Mark Logic and Basis Technology

October 13, 2008

Browsing the Basis Technology Web site revealed an October 7, 2008, news release about a Basis Technology and Mark Logic tie up. You can read the news release here or here. Basis Technology licenses text and content processing components and systems. The Basis Technology announcement says “Rosette Entity Extractor provides advanced search and text analytics for MarkLogic Server 4.0.” Mark Logic, as I have noted elsewhere in this Web log, is one of the leading providers of XML server technology. The new version can store, manage, search, and deliver content in a variety of forms to individual users, other enterprise systems, or to devices. REX (shorthand for Rosette Entity Extractor) can identify people, organizations, locations, numeric strings such as credit card numbers, email address, geographic data, and other items such as dates from unstructured or semi structured content. I don’t have details on the deal. My take on this is that Mark Logic wants to put its XML engine into gear and drive into market spaces not now well served with applications and functions in other vendors’ XML systems. Enterprise search is dead. Long live more sophisticated information and data management systems. Search will be tucked in these solutions, but it’s no longer the focal point of the system. I am pondering the impact of this announcement on other XML vendors and upon such companies as Microsoft Fast Search.
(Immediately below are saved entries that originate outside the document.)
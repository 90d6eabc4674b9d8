//! # Gallery Configuration Module
//!
//! Provides configuration management for the gallery sync tool.
//!
//! ## Overview
//!
//! The configuration system uses a builder pattern to construct a
//! [`GalleryConfig`] instance holding every setting the sync run needs:
//! remote identity (credentials file, root folder), local layout (site root,
//! image directory, manifest, target document), image constraints, and the
//! style-folder dictionary. It enforces fail-fast validation so a run aborts
//! before any network call when required values are missing.
//!
//! ## Usage
//!
//! ```
//! use core_runtime::config::GalleryConfig;
//!
//! let config = GalleryConfig::builder()
//!     .credentials_path("credentials/drive.json")
//!     .root_folder_id("1AbcDefGhi")
//!     .site_root("/srv/www/kaos")
//!     .build()
//!     .expect("Failed to build config");
//!
//! assert_eq!(config.jpeg_quality, 85);
//! ```

use crate::error::{Error, Result};
use std::collections::HashMap;
use std::path::PathBuf;

/// Maximum accepted remote file size in bytes (10 MiB).
pub const DEFAULT_MAX_FILE_SIZE: u64 = 10 * 1024 * 1024;

/// Advisory delay between remote listing calls, in milliseconds.
pub const DEFAULT_RATE_LIMIT_DELAY_MS: u64 = 1000;

/// Static mapping from remote folder display names to internal style keys.
///
/// Folder names not present in the map are skipped with a warning and never
/// produce manifest entries.
#[derive(Debug, Clone)]
pub struct StyleMap {
    entries: HashMap<String, String>,
}

impl StyleMap {
    /// Create a style map from explicit display-name/style-key pairs.
    pub fn new<I, S>(pairs: I) -> Self
    where
        I: IntoIterator<Item = (S, S)>,
        S: Into<String>,
    {
        Self {
            entries: pairs
                .into_iter()
                .map(|(name, key)| (name.into(), key.into()))
                .collect(),
        }
    }

    /// Resolve a remote folder display name to its internal style key.
    pub fn resolve(&self, folder_name: &str) -> Option<&str> {
        self.entries.get(folder_name).map(String::as_str)
    }

    /// All internal style keys, in no particular order.
    pub fn style_keys(&self) -> impl Iterator<Item = &str> {
        self.entries.values().map(String::as_str)
    }

    pub fn len(&self) -> usize {
        self.entries.len()
    }

    pub fn is_empty(&self) -> bool {
        self.entries.is_empty()
    }
}

impl Default for StyleMap {
    /// The eleven gallery styles of the site, keyed by their Drive folder
    /// display names.
    fn default() -> Self {
        Self::new([
            ("Fine Line", "fineline"),
            ("Realismo", "realismo"),
            ("Tradicional: Old School", "tradicional"),
            ("Anime", "anime"),
            ("Blackwork", "blackwork"),
            ("Cartoon", "cartoon"),
            ("Geometrico", "geometrico"),
            ("Japones", "japones"),
            ("Lettering", "lettering"),
            ("Microrealismo", "microrealismo"),
            ("Dibujos y Cuadros", "dibujos-cuadros"),
        ])
    }
}

/// Immutable configuration for a gallery sync run.
///
/// Use [`GalleryConfigBuilder`] to construct instances.
#[derive(Debug, Clone)]
pub struct GalleryConfig {
    /// Path to the Drive credentials JSON file.
    pub credentials_path: PathBuf,

    /// ID of the Drive folder whose children are the style folders.
    pub root_folder_id: String,

    /// Root of the website checkout; manifest paths are relative to this.
    pub site_root: PathBuf,

    /// Directory where normalized images are stored, one subdirectory per style.
    pub images_dir: PathBuf,

    /// Path of the JSON manifest file.
    pub manifest_path: PathBuf,

    /// Path of the HTML document whose gallery sections are rewritten.
    pub index_path: PathBuf,

    /// Maximum accepted remote file size in bytes.
    pub max_file_size_bytes: u64,

    /// Accepted file extensions (lowercase, with leading dot).
    pub allowed_extensions: Vec<String>,

    /// Minimum decoded dimensions (width, height) in pixels.
    pub min_dimensions: (u32, u32),

    /// Maximum decoded dimensions (width, height) in pixels.
    pub max_dimensions: (u32, u32),

    /// JPEG re-encode quality (1-100).
    pub jpeg_quality: u8,

    /// Advisory delay after each remote listing call, in milliseconds.
    pub rate_limit_delay_ms: u64,

    /// Folder-name to style-key dictionary.
    pub styles: StyleMap,
}

impl GalleryConfig {
    /// Creates a new builder for constructing a `GalleryConfig`.
    pub fn builder() -> GalleryConfigBuilder {
        GalleryConfigBuilder::default()
    }

    /// Validates the configuration and returns an error if invalid.
    ///
    /// This checks:
    /// - Credentials path and root folder ID are present
    /// - Dimension bounds are ordered
    /// - JPEG quality is in 1..=100
    /// - The rate-limit delay is within a sane bound
    pub fn validate(&self) -> Result<()> {
        if self.credentials_path.as_os_str().is_empty() {
            return Err(Error::Config(
                "Credentials path cannot be empty".to_string(),
            ));
        }

        if self.root_folder_id.trim().is_empty() {
            return Err(Error::Config(
                "Root folder ID cannot be empty. Set it via --root-folder or \
                 the GOOGLE_DRIVE_FOLDER_ID environment variable."
                    .to_string(),
            ));
        }

        if self.allowed_extensions.is_empty() {
            return Err(Error::Config(
                "At least one allowed extension is required".to_string(),
            ));
        }

        if self.min_dimensions.0 > self.max_dimensions.0
            || self.min_dimensions.1 > self.max_dimensions.1
        {
            return Err(Error::Config(format!(
                "Minimum dimensions {:?} exceed maximum dimensions {:?}",
                self.min_dimensions, self.max_dimensions
            )));
        }

        if self.jpeg_quality == 0 || self.jpeg_quality > 100 {
            return Err(Error::Config(format!(
                "JPEG quality must be in 1..=100, got {}",
                self.jpeg_quality
            )));
        }

        if self.rate_limit_delay_ms > 60_000 {
            return Err(Error::Config(
                "Rate limit delay exceeds maximum of 60 seconds (60,000ms)".to_string(),
            ));
        }

        if self.styles.is_empty() {
            return Err(Error::Config("Style map cannot be empty".to_string()));
        }

        Ok(())
    }
}

/// Builder for constructing [`GalleryConfig`] instances.
///
/// Only the credentials path and root folder ID are required; every local
/// path defaults to the original site layout under `site_root`.
#[derive(Default)]
pub struct GalleryConfigBuilder {
    credentials_path: Option<PathBuf>,
    root_folder_id: Option<String>,
    site_root: Option<PathBuf>,
    images_dir: Option<PathBuf>,
    manifest_path: Option<PathBuf>,
    index_path: Option<PathBuf>,
    max_file_size_bytes: Option<u64>,
    allowed_extensions: Option<Vec<String>>,
    min_dimensions: Option<(u32, u32)>,
    max_dimensions: Option<(u32, u32)>,
    jpeg_quality: Option<u8>,
    rate_limit_delay_ms: Option<u64>,
    styles: Option<StyleMap>,
}

impl GalleryConfigBuilder {
    /// Sets the Drive credentials file path (required).
    pub fn credentials_path<P: Into<PathBuf>>(mut self, path: P) -> Self {
        self.credentials_path = Some(path.into());
        self
    }

    /// Sets the Drive root folder ID (required).
    pub fn root_folder_id(mut self, id: impl Into<String>) -> Self {
        self.root_folder_id = Some(id.into());
        self
    }

    /// Sets the website root directory. Default: current directory.
    pub fn site_root<P: Into<PathBuf>>(mut self, path: P) -> Self {
        self.site_root = Some(path.into());
        self
    }

    /// Sets the image output directory. Default: `<site_root>/images/STYLES`.
    pub fn images_dir<P: Into<PathBuf>>(mut self, path: P) -> Self {
        self.images_dir = Some(path.into());
        self
    }

    /// Sets the manifest path. Default: `<site_root>/gallery_data.json`.
    pub fn manifest_path<P: Into<PathBuf>>(mut self, path: P) -> Self {
        self.manifest_path = Some(path.into());
        self
    }

    /// Sets the target document path. Default: `<site_root>/index.html`.
    pub fn index_path<P: Into<PathBuf>>(mut self, path: P) -> Self {
        self.index_path = Some(path.into());
        self
    }

    /// Sets the maximum accepted remote file size in bytes. Default: 10 MiB.
    pub fn max_file_size_bytes(mut self, bytes: u64) -> Self {
        self.max_file_size_bytes = Some(bytes);
        self
    }

    /// Sets the accepted file extensions. Default: jpg, jpeg, png, gif, webp.
    pub fn allowed_extensions<I, S>(mut self, extensions: I) -> Self
    where
        I: IntoIterator<Item = S>,
        S: Into<String>,
    {
        self.allowed_extensions = Some(extensions.into_iter().map(Into::into).collect());
        self
    }

    /// Sets the minimum decoded dimensions. Default: 300x300.
    pub fn min_dimensions(mut self, width: u32, height: u32) -> Self {
        self.min_dimensions = Some((width, height));
        self
    }

    /// Sets the maximum decoded dimensions. Default: 4000x4000.
    pub fn max_dimensions(mut self, width: u32, height: u32) -> Self {
        self.max_dimensions = Some((width, height));
        self
    }

    /// Sets the JPEG re-encode quality. Default: 85.
    pub fn jpeg_quality(mut self, quality: u8) -> Self {
        self.jpeg_quality = Some(quality);
        self
    }

    /// Sets the advisory delay after each listing call. Default: 1000 ms.
    pub fn rate_limit_delay_ms(mut self, delay_ms: u64) -> Self {
        self.rate_limit_delay_ms = Some(delay_ms);
        self
    }

    /// Replaces the style dictionary. Default: the site's eleven styles.
    pub fn styles(mut self, styles: StyleMap) -> Self {
        self.styles = Some(styles);
        self
    }

    /// Builds the final `GalleryConfig` instance.
    ///
    /// Returns an error when required fields are missing or any value fails
    /// validation.
    pub fn build(self) -> Result<GalleryConfig> {
        let credentials_path = self.credentials_path.ok_or_else(|| {
            Error::Config(
                "Credentials path is required. Use .credentials_path() to set it.".to_string(),
            )
        })?;

        let root_folder_id = self.root_folder_id.ok_or_else(|| {
            Error::Config(
                "Root folder ID is required. Use .root_folder_id() to set it.".to_string(),
            )
        })?;

        let site_root = self.site_root.unwrap_or_else(|| PathBuf::from("."));

        let config = GalleryConfig {
            credentials_path,
            root_folder_id,
            images_dir: self
                .images_dir
                .unwrap_or_else(|| site_root.join("images").join("STYLES")),
            manifest_path: self
                .manifest_path
                .unwrap_or_else(|| site_root.join("gallery_data.json")),
            index_path: self
                .index_path
                .unwrap_or_else(|| site_root.join("index.html")),
            site_root,
            max_file_size_bytes: self.max_file_size_bytes.unwrap_or(DEFAULT_MAX_FILE_SIZE),
            allowed_extensions: self.allowed_extensions.unwrap_or_else(|| {
                [".jpg", ".jpeg", ".png", ".gif", ".webp"]
                    .iter()
                    .map(|s| s.to_string())
                    .collect()
            }),
            min_dimensions: self.min_dimensions.unwrap_or((300, 300)),
            max_dimensions: self.max_dimensions.unwrap_or((4000, 4000)),
            jpeg_quality: self.jpeg_quality.unwrap_or(85),
            rate_limit_delay_ms: self
                .rate_limit_delay_ms
                .unwrap_or(DEFAULT_RATE_LIMIT_DELAY_MS),
            styles: self.styles.unwrap_or_default(),
        };

        config.validate()?;

        Ok(config)
    }
}

#[cfg(test)]
mod tests {
    use super::*;

    fn minimal_builder() -> GalleryConfigBuilder {
        GalleryConfig::builder()
            .credentials_path("/etc/gallery/credentials.json")
            .root_folder_id("folder-root")
    }

    #[test]
    fn test_builder_requires_credentials_path() {
        let result = GalleryConfig::builder().root_folder_id("root").build();

        assert!(result.is_err());
        assert!(result
            .unwrap_err()
            .to_string()
            .contains("Credentials path is required"));
    }

    #[test]
    fn test_builder_requires_root_folder() {
        let result = GalleryConfig::builder()
            .credentials_path("/creds.json")
            .build();

        assert!(result.is_err());
        assert!(result
            .unwrap_err()
            .to_string()
            .contains("Root folder ID is required"));
    }

    #[test]
    fn test_rejects_blank_root_folder() {
        let result = GalleryConfig::builder()
            .credentials_path("/creds.json")
            .root_folder_id("   ")
            .build();

        assert!(result.is_err());
        assert!(result
            .unwrap_err()
            .to_string()
            .contains("Root folder ID cannot be empty"));
    }

    #[test]
    fn test_defaults_follow_site_root() {
        let config = minimal_builder().site_root("/srv/site").build().unwrap();

        assert_eq!(config.images_dir, PathBuf::from("/srv/site/images/STYLES"));
        assert_eq!(
            config.manifest_path,
            PathBuf::from("/srv/site/gallery_data.json")
        );
        assert_eq!(config.index_path, PathBuf::from("/srv/site/index.html"));
        assert_eq!(config.max_file_size_bytes, DEFAULT_MAX_FILE_SIZE);
        assert_eq!(config.min_dimensions, (300, 300));
        assert_eq!(config.max_dimensions, (4000, 4000));
        assert_eq!(config.jpeg_quality, 85);
        assert_eq!(config.rate_limit_delay_ms, DEFAULT_RATE_LIMIT_DELAY_MS);
    }

    #[test]
    fn test_validate_rejects_inverted_dimensions() {
        let result = minimal_builder()
            .min_dimensions(500, 500)
            .max_dimensions(400, 400)
            .build();

        assert!(result.is_err());
        assert!(result
            .unwrap_err()
            .to_string()
            .contains("exceed maximum dimensions"));
    }

    #[test]
    fn test_validate_rejects_zero_quality() {
        let result = minimal_builder().jpeg_quality(0).build();

        assert!(result.is_err());
        assert!(result.unwrap_err().to_string().contains("JPEG quality"));
    }

    #[test]
    fn test_validate_rejects_excessive_rate_delay() {
        let result = minimal_builder().rate_limit_delay_ms(120_000).build();

        assert!(result.is_err());
        assert!(result.unwrap_err().to_string().contains("exceeds maximum"));
    }

    #[test]
    fn test_default_style_map_has_eleven_styles() {
        let styles = StyleMap::default();
        assert_eq!(styles.len(), 11);
        assert_eq!(styles.resolve("Blackwork"), Some("blackwork"));
        assert_eq!(styles.resolve("Fine Line"), Some("fineline"));
        assert_eq!(
            styles.resolve("Tradicional: Old School"),
            Some("tradicional")
        );
        assert_eq!(styles.resolve("Dibujos y Cuadros"), Some("dibujos-cuadros"));
        assert_eq!(styles.resolve("Acuarela"), None);
    }

    #[test]
    fn test_config_is_cloneable() {
        let config = minimal_builder().build().unwrap();
        let cloned = config.clone();
        assert_eq!(cloned.root_folder_id, config.root_folder_id);
        assert_eq!(cloned.images_dir, config.images_dir);
    }
}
Stephen Arnold, October 13, 2008

Smart Money versus Start Ups

October 12, 2008

Matt Marshall’s “Expect to See Start Ups and VCs Hit Standoff over Valuations” is a very important article. The piece appeared in Venture Beat on October 10, 2008. The hook for the story is that a lousy market puts VCs at odds with the companies these firms funded. Mr. Marshall provides useful color about the different approaches some VC firms use when looking for the next Google. The examples are ones you will want to tuck in your notebook. Insider info like Mr. Marshall’s is hard to find.

For me, the most interest comment in the article was this passage:

It may be next year before we can give a serious assessment of the true fallout for start-ups. Expect to see more companies go out of business too, as VCs in some cases decide not to invest at all.

The impact on start ups will be immediate and continue for at least a year. I agree.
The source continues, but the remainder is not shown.